Non-classical class Ib MHC-E molecule is becoming an increasingly interesting component of the immune response. It is involved in both the adaptive and innate immune responses to several chronic infections including HIV-1 and tuberculosis [36]. BCG vaccination has previously been shown to induce HLA-E restricted T-cell responses. Joosten et al. [37] described human T-cell responses to Mtb-derived peptides containing predicted HLA-E binding motifs and binding-affinity for HLA-E. They observed CD8 + T-cell responses to novel HLA-E binding peptides of Mtb, which have cytotoxic as well as immunoregulatory activity. HLA-E restricted responses may be of interest for vaccine development since HLA-E presents limited polymorphism and is resistant to downregulation by nef during HIV infection. To date, few human HLA-E-binding peptides derived from HIV-1 have been reported and the role of HLA-E in regulation of HIV-1 infection remains understudied. We’ve included some of them in the present study to assess HLA-E specific binding to HIV-1 peptides.
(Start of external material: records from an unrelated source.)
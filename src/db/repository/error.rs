//! Error types for repository operations.
//!
//! Repository errors carry structured context (operation, entity, id) so the
//! HTTP boundary and logs can report where a storage failure happened.

use std::fmt;

/// Result type for repository operations
pub type RepositoryResult<T> = Result<T, RepositoryError>;

/// Structured context for repository errors.
#[derive(Debug, Clone, Default)]
pub struct ErrorContext {
    /// The operation being performed (e.g., "create_student", "get_schools")
    pub operation: Option<String>,
    /// The entity type involved (e.g., "student", "school", "rule")
    pub entity: Option<String>,
    /// The entity ID if applicable
    pub entity_id: Option<String>,
    /// Additional details about the error
    pub details: Option<String>,
}

impl ErrorContext {
    /// Create a new error context with an operation name.
    pub fn new(operation: impl Into<String>) -> Self {
        Self {
            operation: Some(operation.into()),
            ..Default::default()
        }
    }

    /// Set the entity type.
    pub fn with_entity(mut self, entity: impl Into<String>) -> Self {
        self.entity = Some(entity.into());
        self
    }

    /// Set the entity ID.
    pub fn with_entity_id(mut self, id: impl ToString) -> Self {
        self.entity_id = Some(id.to_string());
        self
    }

    /// Set additional details.
    pub fn with_details(mut self, details: impl Into<String>) -> Self {
        self.details = Some(details.into());
        self
    }
}

impl fmt::Display for ErrorContext {
    fn fmt(&self, f: &mut fmt::Formatter<'_>) -> fmt::Result {
        let mut parts = Vec::new();
        if let Some(ref op) = self.operation {
            parts.push(format!("operation={}", op));
        }
        if let Some(ref entity) = self.entity {
            parts.push(format!("entity={}", entity));
        }
        if let Some(ref id) = self.entity_id {
            parts.push(format!("id={}", id));
        }
        if let Some(ref details) = self.details {
            parts.push(format!("details={}", details));
        }
        write!(f, "[{}]", parts.join(", "))
    }
}

/// Error type for repository operations
#[derive(Debug, thiserror::Error)]
pub enum RepositoryError {
    /// Store connection errors.
    #[error("Connection error: {message} {context}")]
    ConnectionError {
        message: String,
        context: ErrorContext,
    },

    /// Query execution errors.
    #[error("Query error: {message} {context}")]
    QueryError {
        message: String,
        context: ErrorContext,
    },

    /// Requested entity was not found.
    #[error("Not found: {message} {context}")]
    NotFound {
        message: String,
        context: ErrorContext,
    },

    /// Data validation failed before the write.
    #[error("Data validation error: {message} {context}")]
    ValidationError {
        message: String,
        context: ErrorContext,
    },

    /// Configuration or initialization error.
    #[error("Configuration error: {message} {context}")]
    ConfigurationError {
        message: String,
        context: ErrorContext,
    },

    /// Internal/unexpected errors.
    #[error("Internal error: {message} {context}")]
    InternalError {
        message: String,
        context: ErrorContext,
    },
}

impl RepositoryError {
    /// Create a connection error.
    pub fn connection(message: impl Into<String>) -> Self {
        Self::ConnectionError {
            message: message.into(),
            context: ErrorContext::default(),
        }
    }

    /// Create a query error.
    pub fn query(message: impl Into<String>) -> Self {
        Self::QueryError {
            message: message.into(),
            context: ErrorContext::default(),
        }
    }

    /// Create a not found error.
    pub fn not_found(message: impl Into<String>) -> Self {
        Self::NotFound {
            message: message.into(),
            context: ErrorContext::default(),
        }
    }

    /// Create a not found error with context.
    pub fn not_found_with_context(message: impl Into<String>, context: ErrorContext) -> Self {
        Self::NotFound {
            message: message.into(),
            context,
        }
    }

    /// Create a validation error.
    pub fn validation(message: impl Into<String>) -> Self {
        Self::ValidationError {
            message: message.into(),
            context: ErrorContext::default(),
        }
    }

    /// Create a validation error with context.
    pub fn validation_with_context(message: impl Into<String>, context: ErrorContext) -> Self {
        Self::ValidationError {
            message: message.into(),
            context,
        }
    }

    /// Create a configuration error.
    pub fn configuration(message: impl Into<String>) -> Self {
        Self::ConfigurationError {
            message: message.into(),
            context: ErrorContext::default(),
        }
    }

    /// Create an internal error.
    pub fn internal(message: impl Into<String>) -> Self {
        Self::InternalError {
            message: message.into(),
            context: ErrorContext::default(),
        }
    }

    /// Get the error context.
    pub fn context(&self) -> &ErrorContext {
        match self {
            Self::ConnectionError { context, .. } => context,
            Self::QueryError { context, .. } => context,
            Self::NotFound { context, .. } => context,
            Self::ValidationError { context, .. } => context,
            Self::ConfigurationError { context, .. } => context,
            Self::InternalError { context, .. } => context,
        }
    }

    /// Add or update the operation in the error context.
    pub fn with_operation(mut self, operation: impl Into<String>) -> Self {
        match &mut self {
            Self::ConnectionError { context, .. }
            | Self::QueryError { context, .. }
            | Self::NotFound { context, .. }
            | Self::ValidationError { context, .. }
            | Self::ConfigurationError { context, .. }
            | Self::InternalError { context, .. } => {
                context.operation = Some(operation.into());
            }
        }
        self
    }

    /// True for the NotFound variant; used by the HTTP error mapper.
    pub fn is_not_found(&self) -> bool {
        matches!(self, Self::NotFound { .. })
    }
}

impl From<String> for RepositoryError {
    fn from(s: String) -> Self {
        RepositoryError::internal(s)
    }
}

impl From<&str> for RepositoryError {
    fn from(s: &str) -> Self {
        RepositoryError::internal(s.to_string())
    }
}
In this current study, although we observed significantly higher cumulative HLA-E specific IFN-γ secretion, we did not detected an evident impact of BCG on HIV-1 specific HLA-E restricted T-cell reponses after mice immunization with BCG.HTI2auxo.int prime and MVA.HTI boost.

5. Conclusions

We could conclude that: (i) The use of BCG.HTI2auxo.int as a priming agent increased the magnitude and the breadth of the T-cell immune responses elicited by MVA.HTI; (ii) when priming with BCGwt, the magnitude of the T-cell responses were lower than BCG.HTI2auxo.int; (iii) when BCG.HTI2auxo.int was used as a priming agent and MVA.HTI as a boosting agent, slight changes in the distribution of the peptide pools reactivity among the four HIV proteins were observed; (iv) mice vaccination with BCG.HTI2auxo.int in combination with MVA.HTI was safe. We suggest that further studies, assessing the use of more than one viral vector boost after recombinant BCG priming, and a wide range of T-cell immunological tests to evaluate the magnitude, breath and potential HIV restricted HLA-E T-cell immune responses, should be performed.